É, como disse, um cinema de certezas. Trata-se, na verdade, um parente bem próximo do “filme de algoritmo”. Só que ao invés de trabalhar na limitação de fazer sucesso surfando no que há de sucesso da internet, o “cinema de certezas” trabalha com elementos que são certeiros no cinema contemporâneo como um todo. São temas, atores ou decisões que geram buzz e encantam, mesmo sem razão de ser ou, principalmente, como o seu objetivo central e final.

Isso vem com dois efeitos. Primeiramente, deixa o cineasta confortável em usar apenas um elemento para mascarar erros ou problemas. O espetáculo acima da história. Depois, há a questão desses filmes ficarem presos em certos elementos de sucesso e não conseguirem se desenvolver da maneira correta. Uma coisa alimenta a outra. E o filme, assim, faz certo sucesso com o público sedento para aplaudir alguma produção que use coisas pop para ir além.

É o lado contrário da moeda do “cinema de autor”. Parece um filme muito original e ousado, mas no fundo é só um elemento batido (ou pop) usado para puxar a atenção do público. E é isso que acontece com ‘Tudo em Todo Lugar ao Mesmo Tempo’: os Daniels embarcam no sucesso do multiverso, embalam com uma história divertida e apostam tudo nas atuações, com a ânsia de esconder uma história exageradamente simples e que já vimos aos montes por aí.

Crise no cinema independente

O que preocupa um pouco é observar isso não como algo isolado, mas como parte de um problema maior que está afetando o cinema independente. Essas produções com menos orçamento, quando falamos de cinema americano, geralmente eram associados ao que havia de mais experimental, ousado e criativo. No entanto, nos últimos anos, percebe-se que o cinema independente está seguindo um caminho que busca apenas agradar e não mais provocar.

‘Cha Cha Real Smooth’ é bom, mas fica perdido em uma camada de autoajuda (Crédito: Divulgação/Apple)

Observe alguns grandes sucessos do Festival Sundance, um dos faróis do cinema independente. ‘No Ritmo do Coração‘ fez bonito, em crítica e bilheteria, e até mesmo conquistado o Oscar de Melhor Filme em 2022. Mas será que era pra tanto? Em uma história realmente bonita, há uma camada de autoajuda. Esse elemento, aliás, está cada vez mais presente. ‘Cha Cha Real Smooth‘ é, basicamente, um filme simplório com uma mensagem, no fundo, bonita.

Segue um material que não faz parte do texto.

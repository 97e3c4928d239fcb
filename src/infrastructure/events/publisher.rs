//! Workflow Event Publisher
//!
//! 工作流进度事件的广播实现，订阅者（界面、日志）各自消费

use serde::Serialize;
use std::sync::Arc;
use tokio::sync::broadcast;

use crate::application::workflow::WorkflowStage;
use crate::domain::{GenerationTask, StoryId};

/// 工作流事件类型
#[derive(Debug, Clone, PartialEq, Serialize)]
#[serde(tag = "event", content = "data")]
pub enum WorkflowEvent {
    /// 阶段变更
    StageChanged {
        from: WorkflowStage,
        to: WorkflowStage,
    },
    /// 任务进度
    TaskProgress {
        task_id: String,
        status: String,
        progress: u8,
        current_step: String,
    },
    /// 预览故事就绪
    PreviewReady {
        story_id: String,
        scene_count: usize,
    },
    /// 修改环节被跳过
    RefinementSkipped,
    /// 预览故事已修改
    StoryRefined { story_id: String },
    /// 资源生成完成
    StoryComplete {
        story_id: String,
        scene_count: usize,
    },
    /// 场景文本已编辑
    SceneUpdated {
        scene_id: u32,
        /// 是否已同步到后端
        synced: bool,
    },
    /// 场景插图已重新生成
    SceneImageRegenerated { scene_id: u32 },
    /// 步骤失败
    Failed { step: String, message: String },
    /// 步骤被取消
    Cancelled { step: String },
}

/// 事件发布器
pub struct WorkflowEvents {
    channel: broadcast::Sender<WorkflowEvent>,
}

impl WorkflowEvents {
    pub fn new(capacity: usize) -> Self {
        let (tx, _) = broadcast::channel(capacity.max(1));
        Self { channel: tx }
    }

    pub fn arc(self) -> Arc<Self> {
        Arc::new(self)
    }

    pub fn subscribe(&self) -> broadcast::Receiver<WorkflowEvent> {
        self.channel.subscribe()
    }

    pub fn publish_stage_changed(&self, from: WorkflowStage, to: WorkflowStage) {
        self.publish(WorkflowEvent::StageChanged { from, to });
    }

    pub fn publish_task_progress(&self, task: &GenerationTask) {
        self.publish(WorkflowEvent::TaskProgress {
            task_id: task.id.to_string(),
            status: task.status.as_str().to_string(),
            progress: task.progress,
            current_step: task.current_step.clone(),
        });
    }

    pub fn publish_preview_ready(&self, story_id: &StoryId, scene_count: usize) {
        self.publish(WorkflowEvent::PreviewReady {
            story_id: story_id.to_string(),
            scene_count,
        });
    }

    pub fn publish_refinement_skipped(&self) {
        self.publish(WorkflowEvent::RefinementSkipped);
    }

    pub fn publish_story_refined(&self, story_id: &StoryId) {
        self.publish(WorkflowEvent::StoryRefined {
            story_id: story_id.to_string(),
        });
    }

    pub fn publish_story_complete(&self, story_id: &StoryId, scene_count: usize) {
        self.publish(WorkflowEvent::StoryComplete {
            story_id: story_id.to_string(),
            scene_count,
        });
    }

    pub fn publish_scene_updated(&self, scene_id: u32, synced: bool) {
        self.publish(WorkflowEvent::SceneUpdated { scene_id, synced });
    }

    pub fn publish_scene_image_regenerated(&self, scene_id: u32) {
        self.publish(WorkflowEvent::SceneImageRegenerated { scene_id });
    }

    pub fn publish_failed(&self, step: &str, message: &str) {
        self.publish(WorkflowEvent::Failed {
            step: step.to_string(),
            message: message.to_string(),
        });
    }

    pub fn publish_cancelled(&self, step: &str) {
        self.publish(WorkflowEvent::Cancelled {
            step: step.to_string(),
        });
    }

    fn publish(&self, event: WorkflowEvent) {
        if let Err(e) = self.channel.send(event) {
            tracing::trace!(error = %e, "Workflow event dropped (no receivers)");
        }
    }
}

impl Default for WorkflowEvents {
    fn default() -> Self {
        Self::new(100)
    }
}

#[cfg(test)]
mod tests {
    use super::*;
    use serde_json::json;

    #[tokio::test]
    async fn test_subscriber_receives_events_in_order() {
        let events = WorkflowEvents::default();
        let mut rx = events.subscribe();

        events.publish_stage_changed(WorkflowStage::Idle, WorkflowStage::Submitting);
        events.publish_refinement_skipped();

        assert_eq!(
            rx.recv().await.unwrap(),
            WorkflowEvent::StageChanged {
                from: WorkflowStage::Idle,
                to: WorkflowStage::Submitting
            }
        );
        assert_eq!(rx.recv().await.unwrap(), WorkflowEvent::RefinementSkipped);
    }

    #[test]
    fn test_publish_without_subscribers() {
        let events = WorkflowEvents::default();
        events.publish_scene_updated(1, false);
    }

    #[test]
    fn test_event_serialization() {
        let event = WorkflowEvent::StageChanged {
            from: WorkflowStage::PreviewReady,
            to: WorkflowStage::SubmittingAssets,
        };
        assert_eq!(
            serde_json::to_value(&event).unwrap(),
            json!({"event": "StageChanged", "data": {"from": "preview_ready", "to": "submitting_assets"}})
        );
    }
}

Em Sundance de 2021, podemos pegar ainda mais alguns exemplos, como ‘Juntos Mas Separados’ e até mesmo o bom ‘Pleasure‘ que, na tentativa de sair da caixinha para falar sobre indústria pornográfica, fica com medo de chocar demais. Não acho que nenhum desses filmes citados é ruim — pelo contrário, ‘Pleasure’ e ‘Tudo em Todo o Lugar ao Mesmo Tempo’ devem se manter na lista dos bons filmes de 2022. Mas falta aquele sopro de originalidade, ousadia.

Talvez isso faça parte de algo ainda maior: o cinema de espetáculo. No momento, as boas bilheterias partem daqueles filmes que criam comoção nas salas. A emoção precisa ficar saliente. E parece que, enfim, o cinema independente se rendeu para essa necessidade de ser algo a mais do que histórias provocativas e ousadas. É preciso ter uma certeza ali para que o filme vá bem — nas bilheterias, no boca a boca, no popular. Fica a preocupação com o que vem por aí.